A three-body orbital problem is an example of a chaotic system, meaning a system extraordinarily sensitive to initial conditions. So no, not unpredictable in the classical sense, because you can always get the same result for the same initial conditions, but it's a system very sensitive to initial settings.
> Amd this does seem predictable, I saw this for almost a minute
The fact that it remains calculable indefinitely isn't evidence that it's predictable in advance -- consider the solar system, which technically is also a chaotic system (as is any orbital system with more than two bodies).
For example, when we spot a new asteroid, we can make calculations about its future path, but those are just estimates of future behavior. Such estimates have a time horizon, after which we can no longer offer reliable assurances about its future path.

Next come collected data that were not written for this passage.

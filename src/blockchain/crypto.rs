use rand::rngs::OsRng;
use secp256k1::ecdsa::Signature;
use secp256k1::{Message, PublicKey, Secp256k1, SecretKey};
use serde::{Deserialize, Serialize};
use sha1::Sha1;
use sha2::{Digest, Sha256};
use thiserror::Error;

use std::fmt;
use std::fs;
use std::path::Path;

/// Sender identity reserved for newly minted supply
pub const COINBASE: &str = "coinbase";

/// Display form returned when a canonical address is not valid hex
pub const INVALID_DISPLAY_ADDRESS: &str = "INVALID_ADDRESS";

/// Prefix of human-facing display addresses
const DISPLAY_PREFIX: &str = "PHN";

/// Number of hash hex characters kept in a display address
const DISPLAY_HASH_LEN: usize = 40;

/// Raw public key length: the X and Y coordinates without the SEC1 tag
const RAW_PUBLIC_KEY_LEN: usize = 64;

/// SEC1 tag of an uncompressed point
const UNCOMPRESSED_TAG: u8 = 0x04;

/// Errors that can occur during cryptographic operations
#[derive(Debug, Error)]
pub enum CryptoError {
    #[error("Invalid public key: {0}")]
    InvalidPublicKey(String),

    #[error("Invalid private key: {0}")]
    InvalidPrivateKey(String),

    #[error("Invalid signature: {0}")]
    InvalidSignature(String),

    #[error("Decoding error: {0}")]
    DecodingError(String),

    #[error("Invalid wallet file: {0}")]
    InvalidWalletFile(String),

    #[error("Wallet file error: {0}")]
    Io(#[from] std::io::Error),
}

/// Canonical account identifier: the raw secp256k1 public key (`X‖Y`,
/// 128 hex characters) as lowercase hex
#[derive(Debug, Clone, PartialEq, Eq, Hash, PartialOrd, Ord, Serialize, Deserialize)]
pub struct Address(pub String);

impl Address {
    /// The reserved minting sender
    pub fn coinbase() -> Self {
        Address(COINBASE.to_string())
    }

    /// Creates the canonical address of a public key
    pub fn from_public_key(public_key: &PublicKey) -> Self {
        Address(hex::encode(&public_key.serialize_uncompressed()[1..]))
    }

    pub fn is_coinbase(&self) -> bool {
        self.0 == COINBASE
    }

    /// Converts the address back to the public key it encodes
    pub fn to_public_key(&self) -> Result<PublicKey, CryptoError> {
        let bytes = hex::decode(&self.0).map_err(|e| CryptoError::DecodingError(e.to_string()))?;

        if bytes.len() != RAW_PUBLIC_KEY_LEN {
            return Err(CryptoError::InvalidPublicKey("Invalid public key length".to_string()));
        }

        let mut encoded = Vec::with_capacity(RAW_PUBLIC_KEY_LEN + 1);
        encoded.push(UNCOMPRESSED_TAG);
        encoded.extend_from_slice(&bytes);

        PublicKey::from_slice(&encoded).map_err(|e| CryptoError::InvalidPublicKey(e.to_string()))
    }

    /// Human-facing form of this address, see [`display_address`]
    pub fn display(&self) -> String {
        display_address(&self.0)
    }
}

impl fmt::Display for Address {
    fn fmt(&self, f: &mut fmt::Formatter<'_>) -> fmt::Result {
        write!(f, "{}", self.0)
    }
}

/// Derives the cosmetic `PHN…` address of a canonical public key hex
///
/// Only ever used for presentation; validation always works on the
/// canonical address.
pub fn display_address(canonical: &str) -> String {
    match hex::decode(canonical) {
        Ok(bytes) => {
            let digest = format!("{:x}", Sha256::digest(&bytes));
            format!("{}{}", DISPLAY_PREFIX, &digest[..DISPLAY_HASH_LEN])
        }
        Err(_) => INVALID_DISPLAY_ADDRESS.to_string(),
    }
}

/// Represents a digital signature: raw `r‖s`, hex encoded
#[derive(Debug, Clone, PartialEq, Eq, Serialize, Deserialize)]
pub struct DigitalSignature(pub String);

impl DigitalSignature {
    #[cfg(test)]
    pub fn from_signature(signature: &Signature) -> Self {
        DigitalSignature(hex::encode(signature.serialize_compact()))
    }

    /// Decodes the signature, normalizing it to low-S form
    ///
    /// Wallets may produce either of the two equivalent `s` values.
    pub fn to_signature(&self) -> Result<Signature, CryptoError> {
        let bytes = hex::decode(&self.0).map_err(|e| CryptoError::DecodingError(e.to_string()))?;

        if bytes.len() != 64 {
            return Err(CryptoError::InvalidSignature("Invalid signature length".to_string()));
        }

        let mut signature =
            Signature::from_compact(&bytes).map_err(|e| CryptoError::InvalidSignature(e.to_string()))?;
        signature.normalize_s();

        Ok(signature)
    }
}

/// The digest wallets sign: SHA-1 of the message, left-padded to the
/// 32 bytes secp256k1 expects
fn message_digest(message: &[u8]) -> Message {
    let mut digest = [0u8; 32];
    digest[12..].copy_from_slice(&Sha1::digest(message));
    Message::from_digest(digest)
}

/// Represents a wallet with a keypair
#[derive(Debug, Clone)]
pub struct Wallet {
    secret_key: SecretKey,
    address: Address,
}

impl Wallet {
    /// Creates a new wallet with a random keypair
    pub fn generate() -> Self {
        let mut rng = OsRng;
        Self::from_key(SecretKey::new(&mut rng))
    }

    /// Creates a wallet from an existing secret key
    pub fn from_secret_key(secret_key_bytes: &[u8]) -> Result<Self, CryptoError> {
        if secret_key_bytes.len() != 32 {
            return Err(CryptoError::InvalidPrivateKey("Invalid private key length".to_string()));
        }

        let secret_key = SecretKey::from_slice(secret_key_bytes)
            .map_err(|e| CryptoError::InvalidPrivateKey(e.to_string()))?;

        Ok(Self::from_key(secret_key))
    }

    fn from_key(secret_key: SecretKey) -> Self {
        let public_key = PublicKey::from_secret_key(&Secp256k1::signing_only(), &secret_key);
        let address = Address::from_public_key(&public_key);
        Wallet { secret_key, address }
    }

    /// Loads a wallet file: private key hex on the first line, canonical
    /// address on the second. The address must match the key.
    pub fn load<P: AsRef<Path>>(path: P) -> Result<Self, CryptoError> {
        let contents = fs::read_to_string(path)?;
        let mut lines = contents.lines().map(str::trim).filter(|line| !line.is_empty());

        let (secret_hex, canonical) = match (lines.next(), lines.next()) {
            (Some(secret), Some(address)) => (secret, address),
            _ => {
                return Err(CryptoError::InvalidWalletFile(
                    "expected private key and canonical address".to_string(),
                ))
            }
        };

        if secret_hex.len() != 64 {
            return Err(CryptoError::InvalidPrivateKey(
                "Invalid private key hex length".to_string(),
            ));
        }

        let secret = hex::decode(secret_hex).map_err(|e| CryptoError::DecodingError(e.to_string()))?;
        let wallet = Self::from_secret_key(&secret)?;

        if wallet.address.0 != canonical {
            return Err(CryptoError::InvalidWalletFile(
                "canonical address does not match the private key".to_string(),
            ));
        }

        Ok(wallet)
    }

    /// Writes the wallet in the format read by [`Wallet::load`]
    pub fn save<P: AsRef<Path>>(&self, path: P) -> Result<(), CryptoError> {
        fs::write(path, format!("{}\n{}\n", self.export_secret_key_hex(), self.address))?;
        Ok(())
    }

    pub fn address(&self) -> &Address {
        &self.address
    }

    pub fn export_secret_key_hex(&self) -> String {
        hex::encode(self.secret_key.secret_bytes())
    }

    /// Signs a message with the wallet's private key
    #[cfg(test)]
    pub fn sign(&self, message: &[u8]) -> DigitalSignature {
        let signature = Secp256k1::signing_only().sign_ecdsa(&message_digest(message), &self.secret_key);
        DigitalSignature::from_signature(&signature)
    }
}

/// Verifies a signature against a message and public key
pub fn verify_signature(
    message: &[u8],
    signature: &DigitalSignature,
    public_key: &PublicKey,
) -> Result<bool, CryptoError> {
    let signature = signature.to_signature()?;

    Ok(Secp256k1::verification_only()
        .verify_ecdsa(&message_digest(message), &signature, public_key)
        .is_ok())
}
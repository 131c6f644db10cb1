// API module
//
// HTTP surface of the node: the WebSocket protocol endpoint and read-only
// REST views of the chain

pub mod handlers;
pub mod routes;
pub mod ws;

// Re-export main components for easier access
pub use routes::configure_routes;
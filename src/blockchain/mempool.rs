//! Pool of validated transactions waiting to be mined.
//!
//! Keeps arrival order, which is the order miners place transactions after
//! their coinbase. Deduplicates by txid and by content hash, so a signed
//! transfer re-filed under a fresh txid is still a duplicate.

use thiserror::Error;

use std::collections::HashSet;

use super::transaction::Transaction;

#[derive(Debug, Error, Clone, PartialEq)]
pub enum MempoolError {
    #[error("Transaction already in mempool")]
    DuplicateTx,

    #[error("Transaction has no txid")]
    MissingTxid,
}

/// Pending transactions keyed by txid, in arrival order
#[derive(Debug, Clone, Default)]
pub struct Mempool {
    transactions: Vec<Transaction>,
    txids: HashSet<String>,
    contents: HashSet<String>,
}

impl Mempool {
    pub fn new() -> Self {
        Self::default()
    }

    /// Whether the transaction is pending under its txid or its content
    pub fn contains(&self, tx: &Transaction) -> bool {
        tx.txid().map_or(false, |txid| self.txids.contains(txid))
            || self.contents.contains(&tx.compute_txid())
    }

    /// Adds a transaction unless it is already pending
    pub fn admit(&mut self, transaction: Transaction) -> Result<(), MempoolError> {
        let txid = transaction.txid().ok_or(MempoolError::MissingTxid)?;
        let content = transaction.compute_txid();

        if self.txids.contains(txid) || self.contents.contains(&content) {
            return Err(MempoolError::DuplicateTx);
        }

        self.txids.insert(txid.to_string());
        self.contents.insert(content);
        self.transactions.push(transaction);
        Ok(())
    }

    /// Removes every pending transaction included in `mined`, matched by
    /// txid or by content
    ///
    /// Returns how many entries were dropped.
    pub fn drain(&mut self, mined: &[Transaction]) -> usize {
        let before = self.transactions.len();

        let mined_txids: HashSet<&str> = mined.iter().filter_map(Transaction::txid).collect();
        let mined_contents: HashSet<String> = mined.iter().map(Transaction::compute_txid).collect();

        let txids = &mut self.txids;
        let contents = &mut self.contents;
        self.transactions.retain(|tx| {
            let content = tx.compute_txid();
            let included = tx.txid().map_or(false, |txid| mined_txids.contains(txid))
                || mined_contents.contains(&content);

            if included {
                if let Some(txid) = tx.txid() {
                    txids.remove(txid);
                }
                contents.remove(&content);
            }
            !included
        });

        before - self.transactions.len()
    }

    /// Pending transactions in arrival order
    pub fn transactions(&self) -> &[Transaction] {
        &self.transactions
    }

    pub fn len(&self) -> usize {
        self.transactions.len()
    }
}
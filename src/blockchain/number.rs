use chrono::Utc;
use serde::{Deserialize, Serialize};
use serde_json::{Number, Value};

use std::fmt;

/// Renders a JSON number exactly the way it appears on the wire
///
/// Integers stay integers (`50`) and floats keep their fractional form
/// (`50.0`), which is what external miners and wallets hash and sign.
fn render(number: &Number) -> String {
    Value::Number(number.clone()).to_string()
}

/// A transferred quantity of coins
///
/// Kept as the original JSON number so that re-encoding a received
/// transaction reproduces the bytes its author hashed and signed.
#[derive(Debug, Clone, PartialEq, Serialize, Deserialize)]
#[serde(transparent)]
pub struct Amount(Number);

impl Amount {
    /// Creates an amount from a whole number of coins
    pub fn from_units(units: u64) -> Self {
        Amount(Number::from(units))
    }

    /// Creates an amount from a fractional value, `None` for NaN or infinity
    pub fn from_f64(value: f64) -> Option<Self> {
        Number::from_f64(value).map(Amount)
    }

    /// Numeric value used for balance arithmetic
    pub fn value(&self) -> f64 {
        self.0.as_f64().unwrap_or(f64::NAN)
    }
}

impl fmt::Display for Amount {
    fn fmt(&self, f: &mut fmt::Formatter<'_>) -> fmt::Result {
        f.write_str(&render(&self.0))
    }
}

/// Wall-clock seconds since the Unix epoch, as a JSON float
#[derive(Debug, Clone, PartialEq, Serialize, Deserialize)]
#[serde(transparent)]
pub struct Timestamp(Number);

impl Timestamp {
    /// The current time with microsecond precision
    pub fn now() -> Self {
        let now = Utc::now();
        let seconds = now.timestamp_micros() as f64 / 1_000_000.0;

        Number::from_f64(seconds)
            .map(Timestamp)
            .unwrap_or_else(|| Timestamp(Number::from(now.timestamp())))
    }
}

impl fmt::Display for Timestamp {
    fn fmt(&self, f: &mut fmt::Formatter<'_>) -> fmt::Result {
        f.write_str(&render(&self.0))
    }
}

#[cfg(test)]
mod tests {
    use super::*;

    #[test]
    fn test_amount_keeps_wire_form() {
        let whole: Amount = serde_json::from_str("50").unwrap();
        let fractional: Amount = serde_json::from_str("50.0").unwrap();

        assert_eq!(whole.to_string(), "50");
        assert_eq!(fractional.to_string(), "50.0");
        assert_eq!(whole.value(), fractional.value());
        assert_eq!(serde_json::to_string(&fractional).unwrap(), "50.0");
    }

    #[test]
    fn test_amount_constructors() {
        assert_eq!(Amount::from_units(10_000_000).to_string(), "10000000");
        assert_eq!(Amount::from_f64(2.5).unwrap().value(), 2.5);
        assert!(Amount::from_f64(f64::NAN).is_none());
    }

    #[test]
    fn test_timestamp_now_is_fractional_seconds() {
        let ts = Timestamp::now();
        assert!(ts.to_string().parse::<f64>().unwrap() > 1_600_000_000.0);

        let parsed: Timestamp = serde_json::from_str("1718000000.123456").unwrap();
        assert_eq!(parsed.to_string(), "1718000000.123456");
    }
}
use thiserror::Error;

use std::collections::{HashMap, HashSet};

use super::block::{Block, GENESIS_PREV_HASH};
use super::crypto::Address;
use super::transaction::Transaction;
use super::validation::BlockError;

/// Errors raised when building or checking a ledger
#[derive(Debug, Error)]
pub enum LedgerError {
    #[error("Chain is empty")]
    EmptyChain,

    #[error("Invalid block at index {index}: {source}")]
    InvalidBlock {
        index: usize,
        #[source]
        source: BlockError,
    },
}

/// The canonical chain and the state derived from it
///
/// Balances are a cache over a replay of every transaction in the chain.
/// The cache and the mined-transaction indexes change only in
/// [`Ledger::append`].
#[derive(Debug, Clone)]
pub struct Ledger {
    /// Blocks in chain order, never empty
    chain: Vec<Block>,

    /// Net received minus sent, per address
    balances: HashMap<Address, f64>,

    /// Every txid included in the chain
    txids: HashSet<String>,

    /// Content hash of every mined transfer, whatever txid it was filed under
    contents: HashSet<String>,
}

impl Ledger {
    /// Creates a ledger holding only the genesis block
    pub fn new(genesis: Block) -> Self {
        let mut ledger = Ledger {
            chain: Vec::new(),
            balances: HashMap::new(),
            txids: HashSet::new(),
            contents: HashSet::new(),
        };
        ledger.append(genesis);
        ledger
    }

    /// Rebuilds a ledger from persisted blocks, replaying every transaction
    pub fn from_blocks(blocks: Vec<Block>) -> Result<Self, LedgerError> {
        let mut blocks = blocks.into_iter();
        let genesis = blocks.next().ok_or(LedgerError::EmptyChain)?;

        let mut ledger = Ledger::new(genesis);
        for block in blocks {
            ledger.append(block);
        }

        Ok(ledger)
    }

    /// Appends a block that has already passed validation
    pub fn append(&mut self, block: Block) {
        for tx in &block.transactions {
            let amount = tx.amount.value();
            *self.balances.entry(tx.sender.clone()).or_insert(0.0) -= amount;
            *self.balances.entry(tx.recipient.clone()).or_insert(0.0) += amount;

            if let Some(txid) = tx.txid() {
                self.txids.insert(txid.to_string());
            }
            if !tx.is_coinbase() {
                self.contents.insert(tx.compute_txid());
            }
        }

        self.chain.push(block);
    }

    /// Balance of an address, zero for addresses never seen
    pub fn balance_of(&self, address: &Address) -> f64 {
        self.balances.get(address).copied().unwrap_or(0.0)
    }

    /// Balance of an address by replaying the whole chain
    #[cfg(test)]
    pub fn replay_balance(&self, address: &Address) -> f64 {
        let mut balance = 0.0;
        for tx in self.chain.iter().flat_map(|block| &block.transactions) {
            if tx.sender == *address {
                balance -= tx.amount.value();
            }
            if tx.recipient == *address {
                balance += tx.amount.value();
            }
        }
        balance
    }

    /// Every account that ever received or sent coins, without the
    /// coinbase pseudo-account
    pub fn accounts(&self) -> impl Iterator<Item = (&Address, f64)> {
        self.balances
            .iter()
            .filter(|(address, _)| !address.is_coinbase())
            .map(|(address, balance)| (address, *balance))
    }

    /// Total supply minted so far: owner allocation plus block rewards
    pub fn total_minted(&self) -> f64 {
        -self.balance_of(&Address::coinbase())
    }

    /// The last block
    pub fn tip(&self) -> &Block {
        &self.chain[self.chain.len() - 1]
    }

    pub fn len(&self) -> usize {
        self.chain.len()
    }

    pub fn blocks(&self) -> &[Block] {
        &self.chain
    }

    /// Whether the transaction is on the chain, under its own txid or
    /// replayed under another one
    pub fn contains(&self, tx: &Transaction) -> bool {
        if tx.txid().map_or(false, |txid| self.txids.contains(txid)) {
            return true;
        }

        !tx.is_coinbase() && self.contents.contains(&tx.compute_txid())
    }

    /// Checks stored hashes, positions and links of every block
    pub fn verify_integrity(&self) -> Result<(), LedgerError> {
        for (position, block) in self.chain.iter().enumerate() {
            let invalid = |source| LedgerError::InvalidBlock { index: position, source };

            if block.calculate_hash() != block.hash {
                return Err(invalid(BlockError::HashMismatch));
            }

            if block.index != position as u64 {
                return Err(invalid(BlockError::IndexMismatch {
                    expected: position as u64,
                    got: block.index,
                }));
            }

            let expected_prev = match position {
                0 => GENESIS_PREV_HASH,
                _ => self.chain[position - 1].hash.as_str(),
            };
            if block.prev_hash != expected_prev {
                return Err(invalid(BlockError::ForkMismatch));
            }
        }

        Ok(())
    }
}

You mentioned the TV series. The story is pretty realistic about what a civilization would face if trapped in a three-solar-body system, because the system would have a time horizon past which predictions would become less and less reliable.
I especially like the Three Body Problem series because, unlike most sci-fi, it includes accurate science -- at least in places.
There are stable solutions. See: Earth’s Moon (or any other planetary moon in the solar system).
> There are stable solutions. See: Earth’s Moon (or any other planetary moon in the solar system).
Those are not stable solutions. Remember that Earth's moon only came into existence because of a collision with a protoplanet in the past, and if a large enough body passed close by in the future, we might lose our moon -- all because of the complexity of orbital systems with more than two members.
> (or any other planetary moon in the solar system)
There are any number of examples of planets gaining and/or losing moons because of multi-body orbital complexity.
If you are presupposing external perturbations or collisions, it's not an N=3 system... we're talking about the three body problem. A tidally locked system with periodic resonance is permanently stable in the absence of external forces.